Rebellious Jukebox XIV: Jack Buck vs Pound Of Flesh

IMG_20150605_154714Originally published November 2013

When it comes to deluxe packaging, metal & noise bands are hard to beat. Take the mighty Fister’s blood-inked 16 RPM 13″, for example, or that unlabeled noise cassette packaged in an air-sickness bag full of anthrax they’ve got at Apop. Without the muscle to back it up, of course, who cares how cool a record looks? Well, okay, fine. I still do, & you probably do, too, but let’s just say that a cool record makes a cool package even cooler, & vice versa. Simpatico!

Jack Buck’s latest 45 is pressed on clear vinyl & packed in clear, etched, lucite. It’s a solid & formidable wall of a record before you even drop the needle, & the music doesn’t drop the ball. Side A’s Proud Mary (no, not a cover) is a drum heavy rocker that reminded me of a less jazz-inflected Jesus Lizard. The guitar winds around your throat, like it’s trying to pull you close so some guy can yell his manifesto into your face. Side B’s Slave Driven goes moody & ominous, with Slint-ish instrumentation under the moaning & howling.

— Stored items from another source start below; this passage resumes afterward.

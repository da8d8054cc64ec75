//! Time update.
//!
//! Advances the shared [`WorldTime`](crate::resources::worldtime::WorldTime)
//! resource once per frame, before the player loop runs.
use bevy_ecs::prelude::*;
use log::warn;

use crate::resources::worldtime::WorldTime;

/// Advance `WorldTime` by the unscaled frame delta `dt` and return the number
/// of FixedUpdate steps owed this frame.
pub fn update_world_time(world: &mut World, dt: f32) -> u32 {
    let Some(mut wt) = world.get_resource_mut::<WorldTime>() else {
        warn!("update_world_time: no WorldTime resource");
        return 0;
    };
    wt.advance(dt);
    wt.take_fixed_steps()
}
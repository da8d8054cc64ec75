//! Update channels: per-timing early and post hook lists.
//!
//! Each [`Timing`] has at most one [`UpdateChannel`], created the first time
//! a System with early or post capability appears at that timing. A channel
//! lists the Systems whose early hook runs right before the native phase and
//! those whose post hook runs right after it. Both lists keep registration
//! order; a System may sit in both.

use bevy_ecs::prelude::*;
use log::debug;
use smallvec::SmallVec;

use crate::resources::systemtable::{HookCaps, SystemKey};
use crate::resources::timing::{Timing, TimingSlots};

/// Whether a channel's steps are live in the player loop.
#[derive(Debug, Clone, PartialEq, Eq, Default)]
pub enum ChannelState {
    /// Created but not spliced into the player loop yet.
    #[default]
    Detached,
    /// Early and post steps are in the player loop.
    Attached,
    /// Splicing failed; the channel never runs its hooks.
    Faulted(String),
}

#[derive(Debug, Default)]
pub struct UpdateChannel {
    early: SmallVec<[SystemKey; 4]>,
    post: SmallVec<[SystemKey; 4]>,
    pub state: ChannelState,
}

impl UpdateChannel {
    /// Add `key` to the lists its capabilities ask for. Already listed keys stay put.
    pub fn register(&mut self, key: SystemKey, caps: HookCaps) {
        if caps.early && !self.early.contains(&key) {
            self.early.push(key);
        }
        if caps.post && !self.post.contains(&key) {
            self.post.push(key);
        }
    }

    pub fn early(&self) -> &[SystemKey] {
        &self.early
    }

    pub fn post(&self) -> &[SystemKey] {
        &self.post
    }

    pub fn is_runnable(&self) -> bool {
        self.state == ChannelState::Attached
    }
}

/// The three lazily created channels.
#[derive(Resource, Debug, Default)]
pub struct UpdateChannels {
    channels: TimingSlots<UpdateChannel>,
}

impl UpdateChannels {
    pub fn new() -> Self {
        Self::default()
    }

    /// Channel for `timing`, created on first use. The flag is `true` on creation.
    pub fn get_or_create(&mut self, timing: Timing) -> (&mut UpdateChannel, bool) {
        let (channel, created) = self.channels.get_or_insert_with(timing, UpdateChannel::default);
        if created {
            debug!("created {} update channel", timing);
        }
        (channel, created)
    }

    pub fn is_created(&self, timing: Timing) -> bool {
        self.channels.is_created(timing)
    }

    pub fn get(&self, timing: Timing) -> Option<&UpdateChannel> {
        self.channels.get(timing)
    }

    pub fn get_mut(&mut self, timing: Timing) -> Option<&mut UpdateChannel> {
        self.channels.get_mut(timing)
    }

    /// Snapshot of the early list, empty unless the channel is attached.
    pub fn early_hooks(&self, timing: Timing) -> SmallVec<[SystemKey; 4]> {
        self.get(timing)
            .filter(|channel| channel.is_runnable())
            .map(|channel| SmallVec::from_slice(channel.early()))
            .unwrap_or_default()
    }

    /// Snapshot of the post list, empty unless the channel is attached.
    pub fn post_hooks(&self, timing: Timing) -> SmallVec<[SystemKey; 4]> {
        self.get(timing)
            .filter(|channel| channel.is_runnable())
            .map(|channel| SmallVec::from_slice(channel.post()))
            .unwrap_or_default()
    }

    /// Live channels in host order.
    pub fn timings(&self) -> Vec<Timing> {
        self.channels.iter().map(|(timing, _)| timing).collect()
    }

    pub fn clear(&mut self) {
        self.channels.clear();
    }
}

#[cfg(test)]
mod tests {
    use super::*;
    use std::any::TypeId;

    fn key<T: 'static>(timing: Timing) -> SystemKey {
        SystemKey {
            type_id: TypeId::of::<T>(),
            timing,
        }
    }

    #[test]
    fn test_register_classifies_by_capability() {
        let mut channel = UpdateChannel::default();
        let a = key::<u8>(Timing::Update);
        let b = key::<u16>(Timing::Update);
        let c = key::<u32>(Timing::Update);
        channel.register(a, HookCaps::EARLY);
        channel.register(b, HookCaps::BOTH);
        channel.register(c, HookCaps::POST);
        channel.register(b, HookCaps::BOTH);

        assert_eq!(channel.early(), &[a, b]);
        assert_eq!(channel.post(), &[b, c]);
    }

    #[test]
    fn test_hooks_hidden_until_attached() {
        let mut channels = UpdateChannels::new();
        assert!(!channels.is_created(Timing::Update));
        let (channel, created) = channels.get_or_create(Timing::Update);
        assert!(created);
        channel.register(key::<u8>(Timing::Update), HookCaps::EARLY);
        assert!(channels.early_hooks(Timing::Update).is_empty());

        channels.get_mut(Timing::Update).unwrap().state = ChannelState::Attached;
        assert_eq!(channels.early_hooks(Timing::Update).len(), 1);

        channels.get_mut(Timing::Update).unwrap().state = ChannelState::Faulted("gone".into());
        assert!(channels.early_hooks(Timing::Update).is_empty());
    }

    #[test]
    fn test_get_or_create_is_lazy_per_timing() {
        let mut channels = UpdateChannels::new();
        channels.get_or_create(Timing::LateUpdate);
        let (_, created) = channels.get_or_create(Timing::LateUpdate);
        assert!(!created);
        assert_eq!(channels.timings(), vec![Timing::LateUpdate]);
    }
}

St Louis/Chicago/who knows who late 90’s noise supergroup Pound Of Flesh also opted for the clear vinyl/clear shell package, slipping in some vellum sheets with genital surgery illustrations, masturbating Casper The Ghost comics,  & other stuff to liven it up. What they didn’t do is enclose any information about the record, & my memories have dimmed. Nihilist put it out, so label-head Andy Ortmann is surely twiddling at least a few of those knobs, but is that blurting sax Dave Stone? Probably. Is Jeremy Brantlinger drumming? Maybe. Who’s that screaming? Who’s that pianist trying to hold things together on the first piece? In any event, it’s a well crafted, interesting, dare I say MUSICAL proof that noise isn’t always “noise,” even when it’s confusing. And hey, y’know, it’s cool looking, too.

Jack Buck “Proud Mary”

No Pound Of Flesh music could be found on the internet. The mystery continues…

Rebellious Jukebox XIII: This Is The Dope vs 13th Floor

IMG_20150605_154814Originally published October 2013

Hip hop’s home is traditionally the 12″ single (or, nowadays, the download “mixtape”), so it was a bit of a surprise when veteran intelligent/conscious/whatever you wanna call it St Louis hip hop mainstay Black Spade dropped his latest project, This Is The Dope, on a 45. I’m glad he did, though, because it’s a concise introduction to a sprawling concept. A “Space Trap Oddysey Through Afro-Futurism” is apparently what they’re shooting for, & on 3013 they spell it out. Well, kinda. See, they’re 1000 years ahead of us, though Teresajenee’s vocals are solidly in the 70’s, or at least in the neo-soul version of how awesome the 70’s were. Her strong voice carries the first half of the track, leaving Black Spade & Indiana Rome to rap the rest. The track, as a whole, would have fit nicely in the late 90’s Lyricist Lounge scene. The other featured track on the 45 (there are a few more out on the internets, but that’s got nothin’ to do with the Rebellious Jukebox) is the appropriately named Theme Music, where the project’s name is occasionally mumbled in the background under some sweet Herbie Hancock-style 70’s future-fusion-lounge-jazz-funk. There are no credits, so I have no idea if this is straight beat-creation, live instruments, or some combination. Whichever it is, it’s pretty cool.

Gina Lako Nani (What’s Your Name), by North St Louis early 70’s funkateers 13th Floor, could have been Theme Music’s father. The few vocals are phased to the point of being barely decipherable, leaving the fuzzed guitars & spacey keyboards to do all the talking. How this track hasn’t caught the ear of some 70’s funk reissue label yet is beyond me. The other side’s Leanin’ is a moody guitar workout penned by the late great Oliver Sain, who also recorded the session & released it on his Vanessa label. If any of the 13th Floor dudes are still around, somebody should introduce them to This Is The Dope, and they can create yesterday’s future together today!